Records from a data collection
┄┄┄┄┄┄┄┄┄┄┄┄┄┄┄┄┄┄┄┄

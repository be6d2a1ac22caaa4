//! High-level store API for taskdeps.
//!
//! `Store` is the CRUD layer around the dependency core: it keeps tasks and
//! dependency rows in SQLite, mirrors the edges into the shared graph, and
//! decides which tasks get their status re-derived.

use crate::engine::DependencyEngine;
use crate::graph::GraphStore;
use crate::storage::Storage;
use crate::types::{Dependency, DependencyError, Status, StatusChange, Task, TaskId, TaskView, ValidationError};
use chrono::Utc;
use eyre::{Context, Result};
use log::{debug, info, warn};
use std::collections::{BTreeMap, BTreeSet};
use std::path::Path;

/// Errors that can occur during store operations.
#[derive(Debug)]
pub enum StoreError {
    /// Task not found.
    TaskNotFound(TaskId),
    /// No dependency row for this pair.
    DependencyNotFound { task: TaskId, depends_on: TaskId },
    /// Rejected by the dependency engine.
    Dependency(DependencyError),
    /// Validation error.
    Validation(ValidationError),
}

impl std::fmt::Display for StoreError {
    fn fmt(&self, f: &mut std::fmt::Formatter<'_>) -> std::fmt::Result {
        match self {
            StoreError::TaskNotFound(id) => write!(f, "task not found: {}", id),
            StoreError::DependencyNotFound { task, depends_on } => {
                write!(f, "task {} does not depend on {}", task, depends_on)
            }
            StoreError::Dependency(e) => write!(f, "{}", e),
            StoreError::Validation(e) => write!(f, "validation error: {}", e),
        }
    }
}

impl std::error::Error for StoreError {}

/// The main taskdeps store.
pub struct Store {
    storage: Storage,
    tasks: BTreeMap<TaskId, Task>,
    engine: DependencyEngine,
}

impl Store {
    /// Initialize a new store in the given directory.
    pub fn init(root: &Path) -> Result<Self> {
        Self::load(Storage::init(root)?)
    }

    /// Open an existing store.
    pub fn open(root: &Path) -> Result<Self> {
        Self::load(Storage::open(root)?)
    }

    /// A store that lives only as long as the value.
    pub fn in_memory() -> Result<Self> {
        Self::load(Storage::in_memory()?)
    }

    /// Read every task and dependency row, admitting edges through the engine.
    fn load(storage: Storage) -> Result<Self> {
        let tasks: BTreeMap<TaskId, Task> = storage
            .list_tasks()
            .context("Failed to load tasks")?
            .into_iter()
            .map(|task| (task.id, task))
            .collect();

        let engine = DependencyEngine::new(GraphStore::new().into_shared());
        let rows = storage.list_dependencies().context("Failed to load dependencies")?;
        for row in &rows {
            engine
                .propose_edge(row.task_id, row.depends_on_id)
                .map_err(|e| eyre::eyre!(StoreError::Dependency(e)))
                .context("Stored dependencies are not acyclic")?;
        }

        debug!("loaded {} task(s), {} dependency row(s)", tasks.len(), rows.len());
        Ok(Self { storage, tasks, engine })
    }

    /// Ids `id` directly depends on, ascending.
    pub fn direct_dependencies(&self, id: TaskId) -> BTreeSet<TaskId> {
        self.engine.direct_dependencies(id)
    }

    /// Ids that directly depend on `id`, ascending.
    pub fn dependents(&self, id: TaskId) -> BTreeSet<TaskId> {
        self.engine.dependents(id)
    }

    /// Create a new task with status Pending.
    pub fn create(&mut self, title: &str, description: Option<&str>) -> Result<Task> {
        let now = Utc::now();
        let draft = Task {
            id: 0,
            title: title.to_string(),
            description: description.map(String::from),
            status: Status::Pending,
            created_at: now,
            updated_at: now,
        };

        // Validate before persisting
        draft.validate().map_err(|e| eyre::eyre!(StoreError::Validation(e)))?;

        let task = self
            .storage
            .insert_task(title, description, draft.status, now)
            .context("Failed to persist task")?;

        info!("created task {} '{}'", task.id, task.title);
        self.tasks.insert(task.id, task.clone());
        Ok(task)
    }

    /// Get a task by ID.
    pub fn get(&self, id: TaskId) -> Option<Task> {
        self.tasks.get(&id).cloned()
    }

    /// A task with the ids it depends on and the ids depending on it.
    pub fn view(&self, id: TaskId) -> Option<TaskView> {
        let task = self.tasks.get(&id)?.clone();
        Some(TaskView {
            task,
            depends_on: self.direct_dependencies(id).into_iter().collect(),
            dependents: self.dependents(id).into_iter().collect(),
        })
    }

    /// List tasks, newest first, with optional status filter.
    pub fn list(&self, status_filter: Option<Status>) -> Vec<Task> {
        let mut tasks: Vec<Task> = self
            .tasks
            .values()
            .filter(|t| status_filter.is_none_or(|s| t.status == s))
            .cloned()
            .collect();
        tasks.sort_by(|a, b| b.created_at.cmp(&a.created_at).then(b.id.cmp(&a.id)));
        tasks
    }

    /// Update a task's title and/or description.
    pub fn update(&mut self, id: TaskId, title: Option<&str>, description: Option<Option<&str>>) -> Result<Task> {
        let existing = self.require(id)?;

        let updated = Task {
            title: title.map(String::from).unwrap_or(existing.title),
            description: match description {
                Some(d) => d.map(String::from),
                None => existing.description,
            },
            updated_at: Utc::now(),
            ..existing
        };

        // Validate before persisting
        updated.validate().map_err(|e| eyre::eyre!(StoreError::Validation(e)))?;

        self.storage
            .update_task(&updated)
            .context("Failed to persist updated task")?;
        self.tasks.insert(id, updated.clone());
        Ok(updated)
    }

    /// Explicitly set a task's status, then re-derive its direct dependents.
    ///
    /// Only one hop: each dependent is recomputed once against the statuses
    /// as they stand after this change. Returns the updated task and the
    /// dependents whose status moved.
    pub fn set_status(&mut self, id: TaskId, status: Status) -> Result<(Task, Vec<StatusChange>)> {
        let existing = self.require(id)?;
        let from = existing.status;

        let updated = Task {
            status,
            updated_at: Utc::now(),
            ..existing
        };
        self.storage
            .update_task(&updated)
            .context("Failed to persist status change")?;
        self.tasks.insert(id, updated.clone());
        info!("task {} status {} -> {}", id, from, status);

        let cascaded = self.rederive_dependents(id)?;
        Ok((updated, cascaded))
    }

    /// Delete a task and every dependency touching it.
    ///
    /// Former dependents are re-derived once, since their dependency set shrank.
    pub fn delete(&mut self, id: TaskId) -> Result<(Task, Vec<StatusChange>)> {
        let existing = self.require(id)?;
        let dependents = self.engine.dependents(id);

        self.storage.delete_task(id).context("Failed to delete task")?;
        let removed = self.engine.remove_task(id);
        self.tasks.remove(&id);
        info!("deleted task {} and {} dependency edge(s)", id, removed.len());

        let changes = self.rederive(dependents)?;
        Ok((existing, changes))
    }

    /// Record that `task_id` depends on `depends_on_id`.
    ///
    /// Adding an existing dependency returns the existing row. Once the row is
    /// stored the task's own status is re-derived; a failure there is logged
    /// and the committed row is still returned.
    pub fn add_dependency(&mut self, task_id: TaskId, depends_on_id: TaskId) -> Result<Dependency> {
        if task_id == depends_on_id {
            return Err(eyre::eyre!(StoreError::Dependency(DependencyError::SelfDependency(
                task_id
            ))));
        }
        self.require(task_id)?;
        self.require(depends_on_id)?;

        let inserted = self
            .engine
            .propose_edge(task_id, depends_on_id)
            .map_err(|e| eyre::eyre!(StoreError::Dependency(e)))?;

        let row = Dependency {
            task_id,
            depends_on_id,
            created_at: Utc::now(),
        };
        if let Err(e) = self.storage.insert_dependency(&row) {
            // Only undo what this call committed
            if inserted {
                self.engine.remove_edge(task_id, depends_on_id);
            }
            return Err(e).context("Failed to persist dependency");
        }

        if let Err(e) = self.derive(task_id) {
            warn!("dependency {} -> {} stored but status not re-derived: {:#}", task_id, depends_on_id, e);
        }

        self.storage
            .get_dependency(task_id, depends_on_id)?
            .ok_or_else(|| eyre::eyre!("dependency {} -> {} missing after insert", task_id, depends_on_id))
    }

    /// Remove a dependency and re-derive the task that had it.
    pub fn remove_dependency(&mut self, task_id: TaskId, depends_on_id: TaskId) -> Result<StatusChange> {
        let missing = || {
            eyre::eyre!(StoreError::DependencyNotFound {
                task: task_id,
                depends_on: depends_on_id,
            })
        };

        if !self.engine.remove_edge(task_id, depends_on_id) {
            return Err(missing());
        }
        if let Err(e) = self.storage.delete_dependency(task_id, depends_on_id) {
            // Keep the graph in step with storage
            self.engine
                .propose_edge(task_id, depends_on_id)
                .map_err(|e| eyre::eyre!(StoreError::Dependency(e)))?;
            return Err(e);
        }

        info!("removed dependency {} -> {}", task_id, depends_on_id);
        self.derive(task_id)
    }

    /// All dependency rows.
    pub fn dependencies(&self) -> Result<Vec<Dependency>> {
        self.storage.list_dependencies()
    }

    /// Recompute one task's status from its direct dependencies and persist it.
    pub fn derive(&mut self, id: TaskId) -> Result<StatusChange> {
        let current = self.require(id)?.status;
        let change = self.engine.recompute(id, current, &self.tasks);
        if change.changed() {
            self.apply(&[change])?;
        }
        Ok(change)
    }

    fn rederive_dependents(&mut self, id: TaskId) -> Result<Vec<StatusChange>> {
        let dependents = self.engine.dependents(id);
        self.rederive(dependents)
    }

    /// Recompute each task against one snapshot of statuses, then persist.
    fn rederive(&mut self, ids: impl IntoIterator<Item = TaskId>) -> Result<Vec<StatusChange>> {
        let changes: Vec<StatusChange> = ids
            .into_iter()
            .filter_map(|dep| self.tasks.get(&dep).map(|t| (dep, t.status)))
            .map(|(dep, current)| self.engine.recompute(dep, current, &self.tasks))
            .filter(StatusChange::changed)
            .collect();

        self.apply(&changes)?;
        Ok(changes)
    }

    fn apply(&mut self, changes: &[StatusChange]) -> Result<()> {
        if changes.is_empty() {
            return Ok(());
        }

        let now = Utc::now();
        let rows: Vec<(TaskId, Status)> = changes.iter().map(|c| (c.task, c.to)).collect();
        self.storage
            .update_statuses(&rows, now)
            .context("Failed to persist derived statuses")?;

        for change in changes {
            if let Some(task) = self.tasks.get_mut(&change.task) {
                task.status = change.to;
                task.updated_at = now;
            }
            info!("task {} derived status {} -> {}", change.task, change.from, change.to);
        }
        Ok(())
    }

    fn require(&self, id: TaskId) -> Result<Task> {
        self.tasks
            .get(&id)
            .cloned()
            .ok_or_else(|| eyre::eyre!(StoreError::TaskNotFound(id)))
    }
}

┄┄┄┄┄┄┄┄┄┄┄┄┄┄┄┄┄┄┄┄

The lines above that hold the word "committed" should be found and copied out.

## RESPONSE BOX
    /// and the committed row is still returned.
            // Only undo what this call committed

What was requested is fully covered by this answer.